[What is needed]
Return, exactly as written, every line from the first line of the data below through the line that contains "travel time after".

[Input for this task]
[Start of section]

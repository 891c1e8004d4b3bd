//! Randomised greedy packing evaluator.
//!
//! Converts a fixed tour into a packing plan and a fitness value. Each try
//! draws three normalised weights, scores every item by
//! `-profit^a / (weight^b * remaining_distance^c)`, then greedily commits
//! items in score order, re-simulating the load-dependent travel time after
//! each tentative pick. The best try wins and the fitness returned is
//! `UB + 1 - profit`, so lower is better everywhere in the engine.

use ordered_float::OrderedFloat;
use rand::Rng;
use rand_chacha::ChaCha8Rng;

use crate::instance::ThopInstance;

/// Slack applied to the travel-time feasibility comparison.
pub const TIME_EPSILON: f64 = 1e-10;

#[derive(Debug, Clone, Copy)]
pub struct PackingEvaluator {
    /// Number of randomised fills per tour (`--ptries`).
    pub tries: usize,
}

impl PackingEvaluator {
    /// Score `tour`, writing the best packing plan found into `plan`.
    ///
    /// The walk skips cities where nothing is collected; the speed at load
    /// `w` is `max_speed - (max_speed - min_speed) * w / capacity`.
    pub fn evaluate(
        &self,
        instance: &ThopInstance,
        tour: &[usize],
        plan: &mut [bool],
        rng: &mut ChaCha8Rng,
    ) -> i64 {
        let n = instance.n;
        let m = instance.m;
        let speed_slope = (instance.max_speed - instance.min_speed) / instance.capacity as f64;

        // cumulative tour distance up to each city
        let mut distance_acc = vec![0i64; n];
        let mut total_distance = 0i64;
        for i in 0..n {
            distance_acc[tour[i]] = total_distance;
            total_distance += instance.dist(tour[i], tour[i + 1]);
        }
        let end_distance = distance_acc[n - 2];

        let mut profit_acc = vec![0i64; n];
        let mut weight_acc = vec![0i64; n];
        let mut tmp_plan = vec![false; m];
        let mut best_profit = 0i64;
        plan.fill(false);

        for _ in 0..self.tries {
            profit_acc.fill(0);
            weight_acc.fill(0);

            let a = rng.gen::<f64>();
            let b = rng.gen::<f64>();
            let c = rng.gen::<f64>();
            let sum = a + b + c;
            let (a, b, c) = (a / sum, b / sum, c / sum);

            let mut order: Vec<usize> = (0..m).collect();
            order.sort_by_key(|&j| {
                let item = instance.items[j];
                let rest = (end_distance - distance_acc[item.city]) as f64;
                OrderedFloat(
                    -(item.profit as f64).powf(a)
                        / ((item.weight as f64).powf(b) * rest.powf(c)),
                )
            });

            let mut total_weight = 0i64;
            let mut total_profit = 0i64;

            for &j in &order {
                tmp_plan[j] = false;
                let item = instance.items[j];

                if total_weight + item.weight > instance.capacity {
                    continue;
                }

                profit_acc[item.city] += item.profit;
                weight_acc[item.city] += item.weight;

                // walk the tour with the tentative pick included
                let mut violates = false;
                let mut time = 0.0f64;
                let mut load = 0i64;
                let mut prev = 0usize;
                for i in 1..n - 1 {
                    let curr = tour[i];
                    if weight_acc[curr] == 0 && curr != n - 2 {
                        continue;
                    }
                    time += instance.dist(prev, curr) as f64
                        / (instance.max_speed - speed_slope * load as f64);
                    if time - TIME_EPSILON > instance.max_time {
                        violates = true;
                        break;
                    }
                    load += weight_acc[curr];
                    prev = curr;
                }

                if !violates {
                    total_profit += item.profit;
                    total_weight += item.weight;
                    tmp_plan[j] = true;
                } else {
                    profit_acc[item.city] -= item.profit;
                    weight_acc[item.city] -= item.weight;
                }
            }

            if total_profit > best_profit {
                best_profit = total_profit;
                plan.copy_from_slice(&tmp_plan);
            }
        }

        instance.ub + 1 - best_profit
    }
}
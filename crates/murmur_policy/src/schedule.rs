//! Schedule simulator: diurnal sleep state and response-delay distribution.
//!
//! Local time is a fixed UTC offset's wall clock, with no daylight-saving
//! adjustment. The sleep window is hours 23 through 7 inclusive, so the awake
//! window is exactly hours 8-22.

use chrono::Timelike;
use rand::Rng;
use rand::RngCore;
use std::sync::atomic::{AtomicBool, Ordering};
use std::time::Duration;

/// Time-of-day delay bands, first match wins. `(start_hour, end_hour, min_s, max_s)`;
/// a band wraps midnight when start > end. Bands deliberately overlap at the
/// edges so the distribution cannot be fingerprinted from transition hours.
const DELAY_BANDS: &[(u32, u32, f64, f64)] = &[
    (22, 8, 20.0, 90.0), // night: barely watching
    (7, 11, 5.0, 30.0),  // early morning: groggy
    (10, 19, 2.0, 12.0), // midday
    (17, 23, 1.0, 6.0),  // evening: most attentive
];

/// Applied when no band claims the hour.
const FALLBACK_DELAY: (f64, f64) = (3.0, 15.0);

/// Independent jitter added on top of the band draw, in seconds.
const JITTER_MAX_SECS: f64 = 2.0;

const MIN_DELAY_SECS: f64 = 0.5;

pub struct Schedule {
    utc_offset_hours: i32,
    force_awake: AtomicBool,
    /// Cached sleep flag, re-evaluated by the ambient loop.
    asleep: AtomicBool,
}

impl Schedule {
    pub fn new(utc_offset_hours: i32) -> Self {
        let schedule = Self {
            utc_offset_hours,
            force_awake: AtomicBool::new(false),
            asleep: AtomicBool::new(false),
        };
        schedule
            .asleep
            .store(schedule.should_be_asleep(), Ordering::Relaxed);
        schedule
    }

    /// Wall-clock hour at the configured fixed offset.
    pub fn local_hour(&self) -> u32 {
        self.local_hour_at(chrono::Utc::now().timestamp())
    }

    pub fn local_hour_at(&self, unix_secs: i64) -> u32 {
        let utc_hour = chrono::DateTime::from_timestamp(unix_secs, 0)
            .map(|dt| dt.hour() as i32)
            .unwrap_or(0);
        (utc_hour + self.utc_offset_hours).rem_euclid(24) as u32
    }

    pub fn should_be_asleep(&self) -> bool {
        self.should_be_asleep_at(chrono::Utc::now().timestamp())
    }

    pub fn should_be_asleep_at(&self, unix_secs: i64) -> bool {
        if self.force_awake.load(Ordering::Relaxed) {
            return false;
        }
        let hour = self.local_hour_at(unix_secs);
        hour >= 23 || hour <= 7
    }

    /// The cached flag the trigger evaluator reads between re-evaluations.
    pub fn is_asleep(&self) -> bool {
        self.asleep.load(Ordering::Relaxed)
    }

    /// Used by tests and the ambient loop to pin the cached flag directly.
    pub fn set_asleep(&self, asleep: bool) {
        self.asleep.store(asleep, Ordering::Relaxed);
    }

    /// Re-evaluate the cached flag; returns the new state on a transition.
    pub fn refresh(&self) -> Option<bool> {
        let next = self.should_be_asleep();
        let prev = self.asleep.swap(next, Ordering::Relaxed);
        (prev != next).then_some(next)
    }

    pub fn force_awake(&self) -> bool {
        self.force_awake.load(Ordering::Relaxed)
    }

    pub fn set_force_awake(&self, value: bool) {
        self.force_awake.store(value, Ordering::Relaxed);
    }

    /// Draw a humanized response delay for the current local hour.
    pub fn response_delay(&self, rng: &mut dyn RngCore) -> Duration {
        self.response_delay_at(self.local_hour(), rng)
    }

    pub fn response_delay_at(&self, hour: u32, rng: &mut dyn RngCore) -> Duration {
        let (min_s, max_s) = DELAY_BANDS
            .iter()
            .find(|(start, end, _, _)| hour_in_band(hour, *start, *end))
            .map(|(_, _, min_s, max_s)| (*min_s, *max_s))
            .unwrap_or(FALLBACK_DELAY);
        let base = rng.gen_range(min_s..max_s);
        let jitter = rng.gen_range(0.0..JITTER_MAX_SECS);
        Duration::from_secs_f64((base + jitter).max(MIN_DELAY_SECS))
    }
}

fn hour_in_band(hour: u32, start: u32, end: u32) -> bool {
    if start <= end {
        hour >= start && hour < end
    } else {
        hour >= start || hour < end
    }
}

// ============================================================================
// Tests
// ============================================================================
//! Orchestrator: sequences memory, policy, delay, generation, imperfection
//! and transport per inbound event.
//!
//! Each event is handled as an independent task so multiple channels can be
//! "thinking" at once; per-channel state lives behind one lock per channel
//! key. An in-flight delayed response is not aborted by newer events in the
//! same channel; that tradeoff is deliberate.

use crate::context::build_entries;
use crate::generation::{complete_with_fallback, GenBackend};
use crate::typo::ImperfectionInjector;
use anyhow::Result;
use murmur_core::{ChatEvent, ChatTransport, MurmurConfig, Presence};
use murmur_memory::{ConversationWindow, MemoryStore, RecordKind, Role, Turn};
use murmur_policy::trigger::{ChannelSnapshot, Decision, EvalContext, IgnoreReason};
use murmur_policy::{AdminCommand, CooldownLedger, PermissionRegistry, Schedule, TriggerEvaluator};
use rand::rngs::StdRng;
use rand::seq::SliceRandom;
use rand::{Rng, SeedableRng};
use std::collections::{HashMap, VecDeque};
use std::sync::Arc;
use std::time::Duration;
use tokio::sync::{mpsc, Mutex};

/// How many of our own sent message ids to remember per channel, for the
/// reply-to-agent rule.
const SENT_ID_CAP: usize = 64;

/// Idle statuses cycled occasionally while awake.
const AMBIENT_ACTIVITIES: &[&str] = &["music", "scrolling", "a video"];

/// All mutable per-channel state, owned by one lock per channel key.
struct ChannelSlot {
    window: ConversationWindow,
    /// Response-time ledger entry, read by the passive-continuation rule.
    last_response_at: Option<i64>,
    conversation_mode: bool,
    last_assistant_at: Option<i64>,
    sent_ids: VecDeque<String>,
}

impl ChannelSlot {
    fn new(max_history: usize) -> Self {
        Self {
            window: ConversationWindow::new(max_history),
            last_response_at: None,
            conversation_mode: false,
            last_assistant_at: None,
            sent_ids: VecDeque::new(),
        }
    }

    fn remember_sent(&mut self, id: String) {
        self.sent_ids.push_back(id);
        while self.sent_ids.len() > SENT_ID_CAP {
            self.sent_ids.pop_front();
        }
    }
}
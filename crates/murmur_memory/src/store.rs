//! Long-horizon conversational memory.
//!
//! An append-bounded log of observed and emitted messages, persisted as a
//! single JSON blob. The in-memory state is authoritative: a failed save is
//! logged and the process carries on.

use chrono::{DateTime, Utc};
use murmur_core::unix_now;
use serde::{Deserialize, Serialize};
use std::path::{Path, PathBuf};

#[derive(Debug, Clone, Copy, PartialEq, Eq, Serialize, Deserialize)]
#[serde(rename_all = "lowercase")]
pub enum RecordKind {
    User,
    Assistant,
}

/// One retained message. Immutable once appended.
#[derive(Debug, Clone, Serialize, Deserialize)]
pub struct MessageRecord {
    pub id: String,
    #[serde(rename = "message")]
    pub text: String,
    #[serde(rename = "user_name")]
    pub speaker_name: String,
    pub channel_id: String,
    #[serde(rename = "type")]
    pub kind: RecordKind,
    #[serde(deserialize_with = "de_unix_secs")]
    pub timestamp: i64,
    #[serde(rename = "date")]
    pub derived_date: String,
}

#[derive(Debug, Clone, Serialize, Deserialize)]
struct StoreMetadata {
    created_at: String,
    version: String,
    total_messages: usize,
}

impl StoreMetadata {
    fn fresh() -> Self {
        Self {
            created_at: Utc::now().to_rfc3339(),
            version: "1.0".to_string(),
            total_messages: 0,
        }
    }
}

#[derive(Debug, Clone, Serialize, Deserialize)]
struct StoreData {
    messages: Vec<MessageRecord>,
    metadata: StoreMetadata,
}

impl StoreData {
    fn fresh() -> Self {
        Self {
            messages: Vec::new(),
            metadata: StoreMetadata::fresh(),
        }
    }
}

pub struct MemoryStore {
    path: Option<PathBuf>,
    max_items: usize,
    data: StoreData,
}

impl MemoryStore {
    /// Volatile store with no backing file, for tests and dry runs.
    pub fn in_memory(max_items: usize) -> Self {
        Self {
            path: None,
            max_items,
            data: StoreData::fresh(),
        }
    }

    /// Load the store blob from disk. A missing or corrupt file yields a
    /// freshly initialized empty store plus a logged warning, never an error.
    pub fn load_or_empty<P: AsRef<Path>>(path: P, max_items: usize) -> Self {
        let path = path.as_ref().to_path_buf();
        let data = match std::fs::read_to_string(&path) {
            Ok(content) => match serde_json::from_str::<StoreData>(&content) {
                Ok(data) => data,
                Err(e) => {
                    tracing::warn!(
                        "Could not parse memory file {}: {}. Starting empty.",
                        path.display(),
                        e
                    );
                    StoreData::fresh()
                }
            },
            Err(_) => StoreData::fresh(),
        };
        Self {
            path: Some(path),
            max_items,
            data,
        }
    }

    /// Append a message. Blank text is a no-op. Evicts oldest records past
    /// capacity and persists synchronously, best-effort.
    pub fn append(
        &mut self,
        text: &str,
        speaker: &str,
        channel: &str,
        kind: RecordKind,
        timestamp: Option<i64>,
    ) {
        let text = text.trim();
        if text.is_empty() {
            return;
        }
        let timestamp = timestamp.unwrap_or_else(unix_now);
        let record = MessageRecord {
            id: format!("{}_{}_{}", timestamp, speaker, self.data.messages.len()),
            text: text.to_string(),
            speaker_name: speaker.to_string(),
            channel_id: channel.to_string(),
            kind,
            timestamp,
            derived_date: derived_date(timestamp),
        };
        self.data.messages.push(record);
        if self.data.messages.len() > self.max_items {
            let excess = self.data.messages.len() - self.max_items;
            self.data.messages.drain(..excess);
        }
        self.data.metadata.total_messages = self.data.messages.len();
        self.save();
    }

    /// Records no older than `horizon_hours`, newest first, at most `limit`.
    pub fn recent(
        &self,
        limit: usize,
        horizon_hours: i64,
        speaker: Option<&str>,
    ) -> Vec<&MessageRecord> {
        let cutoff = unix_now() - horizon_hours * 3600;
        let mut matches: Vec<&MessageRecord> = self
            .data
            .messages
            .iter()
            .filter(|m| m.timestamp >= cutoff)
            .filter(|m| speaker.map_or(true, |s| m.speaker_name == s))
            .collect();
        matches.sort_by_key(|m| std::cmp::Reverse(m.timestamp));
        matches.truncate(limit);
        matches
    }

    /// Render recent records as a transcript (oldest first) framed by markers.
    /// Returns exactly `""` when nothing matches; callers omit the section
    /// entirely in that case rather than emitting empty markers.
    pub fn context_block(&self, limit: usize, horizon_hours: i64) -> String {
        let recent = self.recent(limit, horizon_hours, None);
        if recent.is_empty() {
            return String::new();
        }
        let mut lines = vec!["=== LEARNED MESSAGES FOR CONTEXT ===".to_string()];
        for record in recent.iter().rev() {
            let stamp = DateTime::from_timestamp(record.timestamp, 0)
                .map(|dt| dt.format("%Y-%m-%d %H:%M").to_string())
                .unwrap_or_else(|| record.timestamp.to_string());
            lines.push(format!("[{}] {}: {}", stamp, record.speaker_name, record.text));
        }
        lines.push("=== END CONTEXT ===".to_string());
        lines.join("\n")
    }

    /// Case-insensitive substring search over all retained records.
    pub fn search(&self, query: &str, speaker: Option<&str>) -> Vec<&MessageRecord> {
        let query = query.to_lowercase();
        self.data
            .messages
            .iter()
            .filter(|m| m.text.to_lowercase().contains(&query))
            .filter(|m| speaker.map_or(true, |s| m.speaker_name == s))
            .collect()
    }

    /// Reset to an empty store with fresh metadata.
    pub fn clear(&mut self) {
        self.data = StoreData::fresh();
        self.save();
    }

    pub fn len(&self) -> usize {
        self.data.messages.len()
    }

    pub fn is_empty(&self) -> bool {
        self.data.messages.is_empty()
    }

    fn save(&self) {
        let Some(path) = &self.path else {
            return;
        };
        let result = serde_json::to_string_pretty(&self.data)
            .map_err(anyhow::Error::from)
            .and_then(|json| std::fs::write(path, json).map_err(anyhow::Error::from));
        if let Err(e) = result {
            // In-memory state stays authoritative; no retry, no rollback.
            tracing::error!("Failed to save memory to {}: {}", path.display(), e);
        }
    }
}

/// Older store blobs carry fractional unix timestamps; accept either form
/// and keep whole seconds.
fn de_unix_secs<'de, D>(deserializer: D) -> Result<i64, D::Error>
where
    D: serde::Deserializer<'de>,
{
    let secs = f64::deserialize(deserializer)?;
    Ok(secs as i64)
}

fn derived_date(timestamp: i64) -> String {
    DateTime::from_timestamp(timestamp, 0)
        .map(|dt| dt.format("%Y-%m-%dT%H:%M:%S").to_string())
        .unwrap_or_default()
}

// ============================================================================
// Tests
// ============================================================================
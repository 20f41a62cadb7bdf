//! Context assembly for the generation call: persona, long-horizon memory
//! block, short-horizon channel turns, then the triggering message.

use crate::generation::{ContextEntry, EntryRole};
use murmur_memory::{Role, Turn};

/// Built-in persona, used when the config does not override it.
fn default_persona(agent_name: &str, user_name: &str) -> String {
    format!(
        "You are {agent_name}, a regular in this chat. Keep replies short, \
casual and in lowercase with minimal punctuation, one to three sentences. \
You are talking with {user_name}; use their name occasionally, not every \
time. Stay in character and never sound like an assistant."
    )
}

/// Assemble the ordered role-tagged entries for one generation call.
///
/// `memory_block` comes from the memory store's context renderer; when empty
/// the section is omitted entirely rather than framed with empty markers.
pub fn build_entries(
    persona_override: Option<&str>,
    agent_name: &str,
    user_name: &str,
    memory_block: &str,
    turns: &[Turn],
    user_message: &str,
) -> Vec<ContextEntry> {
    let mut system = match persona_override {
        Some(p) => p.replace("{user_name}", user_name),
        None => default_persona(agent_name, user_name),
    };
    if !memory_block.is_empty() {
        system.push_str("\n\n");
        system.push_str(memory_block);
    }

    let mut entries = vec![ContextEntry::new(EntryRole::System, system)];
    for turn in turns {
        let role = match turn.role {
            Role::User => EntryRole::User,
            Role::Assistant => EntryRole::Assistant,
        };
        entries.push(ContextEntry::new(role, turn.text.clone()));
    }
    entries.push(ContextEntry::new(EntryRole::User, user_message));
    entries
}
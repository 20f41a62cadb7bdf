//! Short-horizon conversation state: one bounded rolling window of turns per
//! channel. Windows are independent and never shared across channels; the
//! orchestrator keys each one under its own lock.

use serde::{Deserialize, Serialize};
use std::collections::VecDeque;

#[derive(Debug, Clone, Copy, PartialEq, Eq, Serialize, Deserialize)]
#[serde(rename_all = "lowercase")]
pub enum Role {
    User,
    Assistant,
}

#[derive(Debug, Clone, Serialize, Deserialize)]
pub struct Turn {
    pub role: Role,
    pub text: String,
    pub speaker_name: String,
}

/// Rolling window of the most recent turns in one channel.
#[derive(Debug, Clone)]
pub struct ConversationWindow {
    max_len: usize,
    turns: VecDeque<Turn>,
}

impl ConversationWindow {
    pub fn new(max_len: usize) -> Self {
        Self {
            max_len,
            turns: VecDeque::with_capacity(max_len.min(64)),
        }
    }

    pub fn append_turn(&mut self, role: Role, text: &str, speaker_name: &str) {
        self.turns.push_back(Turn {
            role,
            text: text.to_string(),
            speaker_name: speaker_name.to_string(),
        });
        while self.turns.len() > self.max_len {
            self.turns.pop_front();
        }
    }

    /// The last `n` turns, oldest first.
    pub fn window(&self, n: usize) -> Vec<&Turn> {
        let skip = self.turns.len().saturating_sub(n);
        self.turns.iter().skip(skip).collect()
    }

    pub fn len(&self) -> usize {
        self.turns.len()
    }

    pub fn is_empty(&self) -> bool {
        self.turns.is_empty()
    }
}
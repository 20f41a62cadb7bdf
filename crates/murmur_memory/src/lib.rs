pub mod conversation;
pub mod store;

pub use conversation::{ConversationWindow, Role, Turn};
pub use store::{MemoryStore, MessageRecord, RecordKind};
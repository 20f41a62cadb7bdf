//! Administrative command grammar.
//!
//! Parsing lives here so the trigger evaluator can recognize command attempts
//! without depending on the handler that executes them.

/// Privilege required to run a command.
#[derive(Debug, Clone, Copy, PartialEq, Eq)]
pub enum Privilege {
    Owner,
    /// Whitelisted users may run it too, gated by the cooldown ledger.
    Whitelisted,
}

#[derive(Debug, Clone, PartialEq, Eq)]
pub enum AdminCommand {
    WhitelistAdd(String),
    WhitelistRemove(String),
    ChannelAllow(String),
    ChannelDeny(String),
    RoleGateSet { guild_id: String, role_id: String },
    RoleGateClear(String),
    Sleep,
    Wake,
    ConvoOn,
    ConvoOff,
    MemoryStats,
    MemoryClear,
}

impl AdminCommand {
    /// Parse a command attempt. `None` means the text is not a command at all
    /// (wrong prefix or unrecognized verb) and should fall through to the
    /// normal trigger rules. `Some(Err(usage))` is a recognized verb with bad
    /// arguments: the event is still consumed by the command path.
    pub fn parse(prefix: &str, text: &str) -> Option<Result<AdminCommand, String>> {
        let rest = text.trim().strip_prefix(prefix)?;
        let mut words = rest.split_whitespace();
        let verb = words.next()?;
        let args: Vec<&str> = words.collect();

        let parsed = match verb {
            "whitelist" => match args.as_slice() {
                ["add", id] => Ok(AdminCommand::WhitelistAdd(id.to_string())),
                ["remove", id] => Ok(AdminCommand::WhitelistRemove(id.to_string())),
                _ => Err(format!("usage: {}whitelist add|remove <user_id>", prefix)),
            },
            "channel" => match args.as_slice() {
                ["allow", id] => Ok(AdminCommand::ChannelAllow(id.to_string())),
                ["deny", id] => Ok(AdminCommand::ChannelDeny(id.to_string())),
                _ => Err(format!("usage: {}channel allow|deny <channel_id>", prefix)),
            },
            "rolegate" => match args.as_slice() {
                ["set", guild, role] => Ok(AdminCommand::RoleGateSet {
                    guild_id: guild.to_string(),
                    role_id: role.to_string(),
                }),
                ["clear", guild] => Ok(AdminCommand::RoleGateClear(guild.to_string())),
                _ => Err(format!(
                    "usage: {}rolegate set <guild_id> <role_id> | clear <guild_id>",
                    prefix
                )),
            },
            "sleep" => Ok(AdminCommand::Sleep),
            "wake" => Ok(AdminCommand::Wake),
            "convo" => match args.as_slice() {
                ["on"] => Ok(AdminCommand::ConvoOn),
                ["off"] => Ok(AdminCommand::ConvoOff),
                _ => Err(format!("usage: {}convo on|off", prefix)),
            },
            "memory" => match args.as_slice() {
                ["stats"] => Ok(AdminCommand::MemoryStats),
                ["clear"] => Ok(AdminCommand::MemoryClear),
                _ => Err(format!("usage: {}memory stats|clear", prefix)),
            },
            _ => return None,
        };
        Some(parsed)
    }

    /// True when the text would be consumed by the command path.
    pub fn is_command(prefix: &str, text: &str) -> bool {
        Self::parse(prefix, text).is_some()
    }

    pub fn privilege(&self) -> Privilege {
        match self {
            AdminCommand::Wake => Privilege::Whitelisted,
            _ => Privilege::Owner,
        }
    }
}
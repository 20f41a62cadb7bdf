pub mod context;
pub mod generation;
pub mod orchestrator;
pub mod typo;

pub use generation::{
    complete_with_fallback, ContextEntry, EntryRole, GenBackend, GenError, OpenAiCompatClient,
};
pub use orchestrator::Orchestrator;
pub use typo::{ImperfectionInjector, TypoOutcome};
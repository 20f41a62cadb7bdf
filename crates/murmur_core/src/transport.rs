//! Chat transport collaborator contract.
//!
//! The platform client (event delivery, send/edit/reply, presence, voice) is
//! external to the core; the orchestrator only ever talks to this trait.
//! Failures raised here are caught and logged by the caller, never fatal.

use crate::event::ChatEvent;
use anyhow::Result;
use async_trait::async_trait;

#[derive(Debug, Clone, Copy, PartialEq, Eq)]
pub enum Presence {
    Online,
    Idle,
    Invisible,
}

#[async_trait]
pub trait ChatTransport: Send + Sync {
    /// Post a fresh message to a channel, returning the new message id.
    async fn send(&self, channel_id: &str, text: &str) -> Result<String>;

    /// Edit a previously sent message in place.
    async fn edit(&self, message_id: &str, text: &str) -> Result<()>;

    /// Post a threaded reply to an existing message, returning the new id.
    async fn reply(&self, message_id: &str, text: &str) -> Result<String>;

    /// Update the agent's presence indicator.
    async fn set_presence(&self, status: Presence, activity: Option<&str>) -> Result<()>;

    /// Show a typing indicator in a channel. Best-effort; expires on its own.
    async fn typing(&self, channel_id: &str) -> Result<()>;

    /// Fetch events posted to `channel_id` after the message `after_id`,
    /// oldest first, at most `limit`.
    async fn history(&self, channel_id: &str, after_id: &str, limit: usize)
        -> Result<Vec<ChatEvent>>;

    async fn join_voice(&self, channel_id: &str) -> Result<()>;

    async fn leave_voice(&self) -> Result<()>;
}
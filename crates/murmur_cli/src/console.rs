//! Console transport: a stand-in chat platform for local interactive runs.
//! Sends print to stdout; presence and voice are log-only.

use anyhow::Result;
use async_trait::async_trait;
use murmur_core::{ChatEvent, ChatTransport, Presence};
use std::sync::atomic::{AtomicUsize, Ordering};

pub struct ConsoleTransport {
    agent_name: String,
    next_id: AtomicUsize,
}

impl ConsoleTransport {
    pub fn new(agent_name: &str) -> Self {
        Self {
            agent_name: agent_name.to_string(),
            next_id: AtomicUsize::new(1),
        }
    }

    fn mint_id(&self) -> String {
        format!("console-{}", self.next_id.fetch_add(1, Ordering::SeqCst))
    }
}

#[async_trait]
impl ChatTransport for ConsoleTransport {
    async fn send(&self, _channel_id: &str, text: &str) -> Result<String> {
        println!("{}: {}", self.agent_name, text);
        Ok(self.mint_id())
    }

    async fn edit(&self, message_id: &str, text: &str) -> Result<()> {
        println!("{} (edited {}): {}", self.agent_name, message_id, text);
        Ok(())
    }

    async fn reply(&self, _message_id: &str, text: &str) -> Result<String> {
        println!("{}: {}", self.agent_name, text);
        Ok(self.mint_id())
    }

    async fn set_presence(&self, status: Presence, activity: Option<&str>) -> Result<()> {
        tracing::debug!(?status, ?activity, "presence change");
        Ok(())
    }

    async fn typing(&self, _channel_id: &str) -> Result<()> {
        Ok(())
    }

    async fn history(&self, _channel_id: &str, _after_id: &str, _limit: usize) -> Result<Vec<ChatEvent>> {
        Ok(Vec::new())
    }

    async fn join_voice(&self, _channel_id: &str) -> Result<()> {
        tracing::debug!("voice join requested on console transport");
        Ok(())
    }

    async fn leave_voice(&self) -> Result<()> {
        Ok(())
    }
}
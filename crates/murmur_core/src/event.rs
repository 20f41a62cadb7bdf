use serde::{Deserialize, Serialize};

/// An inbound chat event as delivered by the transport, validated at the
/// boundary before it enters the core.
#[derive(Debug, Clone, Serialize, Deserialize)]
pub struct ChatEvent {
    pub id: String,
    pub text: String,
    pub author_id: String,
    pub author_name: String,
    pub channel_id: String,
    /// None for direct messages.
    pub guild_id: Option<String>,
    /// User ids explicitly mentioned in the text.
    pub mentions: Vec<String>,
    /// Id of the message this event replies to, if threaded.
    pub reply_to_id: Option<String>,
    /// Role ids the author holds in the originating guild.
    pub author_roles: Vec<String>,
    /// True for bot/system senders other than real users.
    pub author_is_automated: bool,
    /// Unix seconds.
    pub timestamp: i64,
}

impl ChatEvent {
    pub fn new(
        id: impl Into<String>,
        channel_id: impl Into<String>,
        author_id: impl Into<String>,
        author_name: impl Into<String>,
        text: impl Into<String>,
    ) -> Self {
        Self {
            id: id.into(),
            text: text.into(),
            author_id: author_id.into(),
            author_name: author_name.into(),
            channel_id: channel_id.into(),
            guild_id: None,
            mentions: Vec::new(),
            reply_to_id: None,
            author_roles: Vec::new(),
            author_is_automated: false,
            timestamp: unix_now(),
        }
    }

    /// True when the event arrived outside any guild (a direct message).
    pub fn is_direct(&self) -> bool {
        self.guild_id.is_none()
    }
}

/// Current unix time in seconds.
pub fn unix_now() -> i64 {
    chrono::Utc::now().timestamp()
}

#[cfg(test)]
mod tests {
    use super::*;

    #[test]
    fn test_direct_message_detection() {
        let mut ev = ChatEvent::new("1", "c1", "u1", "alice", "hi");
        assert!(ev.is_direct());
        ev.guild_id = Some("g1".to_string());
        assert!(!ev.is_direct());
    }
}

[End of section]

[Solution for this task]
repository 891c1e8004d4b3bd
//! Randomised greedy packing evaluator.
//!
//! Converts a fixed tour into a packing plan and a fitness value. Each try
//! draws three normalised weights, scores every item by
//! `-profit^a / (weight^b * remaining_distance^c)`, then greedily commits
//! items in score order, re-simulating the load-dependent travel time after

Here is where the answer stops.